++++ Input ++++

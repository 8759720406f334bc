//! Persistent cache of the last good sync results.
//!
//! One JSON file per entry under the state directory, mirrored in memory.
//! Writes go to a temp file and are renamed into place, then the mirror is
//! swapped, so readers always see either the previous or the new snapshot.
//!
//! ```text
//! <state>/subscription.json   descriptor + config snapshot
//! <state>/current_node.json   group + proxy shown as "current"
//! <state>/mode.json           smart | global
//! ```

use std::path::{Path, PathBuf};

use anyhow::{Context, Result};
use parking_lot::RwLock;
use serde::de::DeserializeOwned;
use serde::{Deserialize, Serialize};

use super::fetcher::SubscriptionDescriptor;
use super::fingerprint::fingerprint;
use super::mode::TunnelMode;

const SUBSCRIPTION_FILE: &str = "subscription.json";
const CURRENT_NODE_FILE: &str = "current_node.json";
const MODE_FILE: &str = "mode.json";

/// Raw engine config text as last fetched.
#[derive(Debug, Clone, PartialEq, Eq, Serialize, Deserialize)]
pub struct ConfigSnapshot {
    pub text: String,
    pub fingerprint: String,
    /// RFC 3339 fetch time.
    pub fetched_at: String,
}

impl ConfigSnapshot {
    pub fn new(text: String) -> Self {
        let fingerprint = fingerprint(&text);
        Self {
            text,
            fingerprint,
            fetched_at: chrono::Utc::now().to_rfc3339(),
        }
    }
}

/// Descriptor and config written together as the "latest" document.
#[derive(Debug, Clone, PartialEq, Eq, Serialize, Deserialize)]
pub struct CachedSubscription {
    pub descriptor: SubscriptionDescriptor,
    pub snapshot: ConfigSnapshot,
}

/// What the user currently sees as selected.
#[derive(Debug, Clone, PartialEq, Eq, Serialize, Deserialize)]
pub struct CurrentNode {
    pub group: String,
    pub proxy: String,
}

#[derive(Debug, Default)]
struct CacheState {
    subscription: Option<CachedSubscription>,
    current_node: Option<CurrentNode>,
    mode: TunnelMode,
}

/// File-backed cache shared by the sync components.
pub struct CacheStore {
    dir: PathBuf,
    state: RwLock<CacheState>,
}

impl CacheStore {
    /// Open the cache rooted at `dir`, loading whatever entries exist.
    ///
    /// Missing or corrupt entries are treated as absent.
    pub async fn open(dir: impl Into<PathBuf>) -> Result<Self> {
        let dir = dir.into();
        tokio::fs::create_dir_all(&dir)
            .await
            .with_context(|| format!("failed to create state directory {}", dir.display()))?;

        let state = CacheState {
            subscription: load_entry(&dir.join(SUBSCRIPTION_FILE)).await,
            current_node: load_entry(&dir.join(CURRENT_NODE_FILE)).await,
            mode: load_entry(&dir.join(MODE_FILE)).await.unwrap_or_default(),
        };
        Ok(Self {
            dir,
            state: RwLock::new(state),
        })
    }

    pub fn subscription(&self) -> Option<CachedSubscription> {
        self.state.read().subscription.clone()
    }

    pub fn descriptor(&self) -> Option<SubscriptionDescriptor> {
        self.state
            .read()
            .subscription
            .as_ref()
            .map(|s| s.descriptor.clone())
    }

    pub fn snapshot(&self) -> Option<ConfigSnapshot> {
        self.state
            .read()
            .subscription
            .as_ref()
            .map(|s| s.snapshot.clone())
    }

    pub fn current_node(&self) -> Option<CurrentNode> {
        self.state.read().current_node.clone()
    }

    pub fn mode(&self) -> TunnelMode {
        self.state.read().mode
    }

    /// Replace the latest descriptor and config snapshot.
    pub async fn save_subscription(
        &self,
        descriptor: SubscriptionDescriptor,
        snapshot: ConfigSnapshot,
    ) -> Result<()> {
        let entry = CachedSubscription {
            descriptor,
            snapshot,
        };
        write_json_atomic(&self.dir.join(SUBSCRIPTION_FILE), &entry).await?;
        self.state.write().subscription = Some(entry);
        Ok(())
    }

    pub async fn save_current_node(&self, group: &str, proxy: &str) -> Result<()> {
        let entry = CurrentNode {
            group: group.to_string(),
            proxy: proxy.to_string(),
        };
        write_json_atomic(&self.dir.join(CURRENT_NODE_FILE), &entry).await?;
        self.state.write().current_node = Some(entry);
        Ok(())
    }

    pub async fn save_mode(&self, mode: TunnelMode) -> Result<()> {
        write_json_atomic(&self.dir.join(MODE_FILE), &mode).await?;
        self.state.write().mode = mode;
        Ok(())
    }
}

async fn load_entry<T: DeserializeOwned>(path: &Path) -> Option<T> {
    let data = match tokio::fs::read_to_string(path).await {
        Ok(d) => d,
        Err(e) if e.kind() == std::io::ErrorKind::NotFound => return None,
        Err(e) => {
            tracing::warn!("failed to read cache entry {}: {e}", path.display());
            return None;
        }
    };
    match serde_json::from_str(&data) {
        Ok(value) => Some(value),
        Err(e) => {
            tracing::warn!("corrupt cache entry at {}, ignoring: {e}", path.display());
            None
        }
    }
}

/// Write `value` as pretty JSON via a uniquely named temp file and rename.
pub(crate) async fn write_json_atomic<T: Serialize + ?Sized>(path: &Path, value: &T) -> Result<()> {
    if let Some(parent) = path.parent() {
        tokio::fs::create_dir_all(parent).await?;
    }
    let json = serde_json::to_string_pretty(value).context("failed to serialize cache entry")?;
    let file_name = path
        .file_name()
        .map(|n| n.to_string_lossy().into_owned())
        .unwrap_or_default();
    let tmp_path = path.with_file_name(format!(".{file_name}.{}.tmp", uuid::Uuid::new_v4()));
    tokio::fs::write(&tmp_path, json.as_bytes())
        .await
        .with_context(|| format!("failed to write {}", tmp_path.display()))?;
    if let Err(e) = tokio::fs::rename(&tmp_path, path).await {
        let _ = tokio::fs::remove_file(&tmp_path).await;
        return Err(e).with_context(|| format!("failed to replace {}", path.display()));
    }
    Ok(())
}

++++

* **Work required**:
Transcribe every line of the records exactly, please.

* **Result**:
repository 8759720406f334bc
//! Persistent cache of the last good sync results.
//!
//! One JSON file per entry under the state directory, mirrored in memory.
//! Writes go to a temp file and are renamed into place, then the mirror is
//! swapped, so readers always see either the previous or the new snapshot.
//!
//! ```text
//! <state>/subscription.json   descriptor + config snapshot
//! <state>/current_node.json   group + proxy shown as "current"
//! <state>/mode.json           smart | global
//! ```

use std::path::{Path, PathBuf};

use anyhow::{Context, Result};
use parking_lot::RwLock;
use serde::de::DeserializeOwned;
use serde::{Deserialize, Serialize};

use super::fetcher::SubscriptionDescriptor;
use super::fingerprint::fingerprint;
use super::mode::TunnelMode;

const SUBSCRIPTION_FILE: &str = "subscription.json";
const CURRENT_NODE_FILE: &str = "current_node.json";
const MODE_FILE: &str = "mode.json";

/// Raw engine config text as last fetched.
#[derive(Debug, Clone, PartialEq, Eq, Serialize, Deserialize)]
pub struct ConfigSnapshot {
    pub text: String,
    pub fingerprint: String,
    /// RFC 3339 fetch time.
    pub fetched_at: String,
}

impl ConfigSnapshot {
    pub fn new(text: String) -> Self {
        let fingerprint = fingerprint(&text);
        Self {
            text,
            fingerprint,
            fetched_at: chrono::Utc::now().to_rfc3339(),
        }
    }
}

/// Descriptor and config written together as the "latest" document.
#[derive(Debug, Clone, PartialEq, Eq, Serialize, Deserialize)]
pub struct CachedSubscription {
    pub descriptor: SubscriptionDescriptor,
    pub snapshot: ConfigSnapshot,
}

/// What the user currently sees as selected.
#[derive(Debug, Clone, PartialEq, Eq, Serialize, Deserialize)]
pub struct CurrentNode {
    pub group: String,
    pub proxy: String,
}

#[derive(Debug, Default)]
struct CacheState {
    subscription: Option<CachedSubscription>,
    current_node: Option<CurrentNode>,
    mode: TunnelMode,
}

/// File-backed cache shared by the sync components.
pub struct CacheStore {
    dir: PathBuf,
    state: RwLock<CacheState>,
}

impl CacheStore {
    /// Open the cache rooted at `dir`, loading whatever entries exist.
    ///
    /// Missing or corrupt entries are treated as absent.
    pub async fn open(dir: impl Into<PathBuf>) -> Result<Self> {
        let dir = dir.into();
        tokio::fs::create_dir_all(&dir)
            .await
            .with_context(|| format!("failed to create state directory {}", dir.display()))?;

        let state = CacheState {
            subscription: load_entry(&dir.join(SUBSCRIPTION_FILE)).await,
            current_node: load_entry(&dir.join(CURRENT_NODE_FILE)).await,
            mode: load_entry(&dir.join(MODE_FILE)).await.unwrap_or_default(),
        };
        Ok(Self {
            dir,
            state: RwLock::new(state),
        })
    }

    pub fn subscription(&self) -> Option<CachedSubscription> {
        self.state.read().subscription.clone()
    }

    pub fn descriptor(&self) -> Option<SubscriptionDescriptor> {
        self.state
            .read()
            .subscription
            .as_ref()
            .map(|s| s.descriptor.clone())
    }

    pub fn snapshot(&self) -> Option<ConfigSnapshot> {
        self.state
            .read()
            .subscription
            .as_ref()
            .map(|s| s.snapshot.clone())
    }

    pub fn current_node(&self) -> Option<CurrentNode> {
        self.state.read().current_node.clone()
    }

    pub fn mode(&self) -> TunnelMode {
        self.state.read().mode
    }

    /// Replace the latest descriptor and config snapshot.
    pub async fn save_subscription(
        &self,
        descriptor: SubscriptionDescriptor,
        snapshot: ConfigSnapshot,
    ) -> Result<()> {
        let entry = CachedSubscription {
            descriptor,
            snapshot,
        };
        write_json_atomic(&self.dir.join(SUBSCRIPTION_FILE), &entry).await?;
        self.state.write().subscription = Some(entry);
        Ok(())
    }

    pub async fn save_current_node(&self, group: &str, proxy: &str) -> Result<()> {
        let entry = CurrentNode {
            group: group.to_string(),
            proxy: proxy.to_string(),
        };
        write_json_atomic(&self.dir.join(CURRENT_NODE_FILE), &entry).await?;
        self.state.write().current_node = Some(entry);
        Ok(())
    }

    pub async fn save_mode(&self, mode: TunnelMode) -> Result<()> {
        write_json_atomic(&self.dir.join(MODE_FILE), &mode).await?;
        self.state.write().mode = mode;
        Ok(())
    }
}

async fn load_entry<T: DeserializeOwned>(path: &Path) -> Option<T> {
    let data = match tokio::fs::read_to_string(path).await {
        Ok(d) => d,
        Err(e) if e.kind() == std::io::ErrorKind::NotFound => return None,
        Err(e) => {
            tracing::warn!("failed to read cache entry {}: {e}", path.display());
            return None;
        }
    };
    match serde_json::from_str(&data) {
        Ok(value) => Some(value),
        Err(e) => {
            tracing::warn!("corrupt cache entry at {}, ignoring: {e}", path.display());
            None
        }
    }
}

/// Write `value` as pretty JSON via a uniquely named temp file and rename.
pub(crate) async fn write_json_atomic<T: Serialize + ?Sized>(path: &Path, value: &T) -> Result<()> {
    if let Some(parent) = path.parent() {
        tokio::fs::create_dir_all(parent).await?;
    }
    let json = serde_json::to_string_pretty(value).context("failed to serialize cache entry")?;
    let file_name = path
        .file_name()
        .map(|n| n.to_string_lossy().into_owned())
        .unwrap_or_default();
    let tmp_path = path.with_file_name(format!(".{file_name}.{}.tmp", uuid::Uuid::new_v4()));
    tokio::fs::write(&tmp_path, json.as_bytes())
        .await
        .with_context(|| format!("failed to write {}", tmp_path.display()))?;
    if let Err(e) = tokio::fs::rename(&tmp_path, path).await {
        let _ = tokio::fs::remove_file(&tmp_path).await;
        return Err(e).with_context(|| format!("failed to replace {}", path.display()));
    }
    Ok(())
}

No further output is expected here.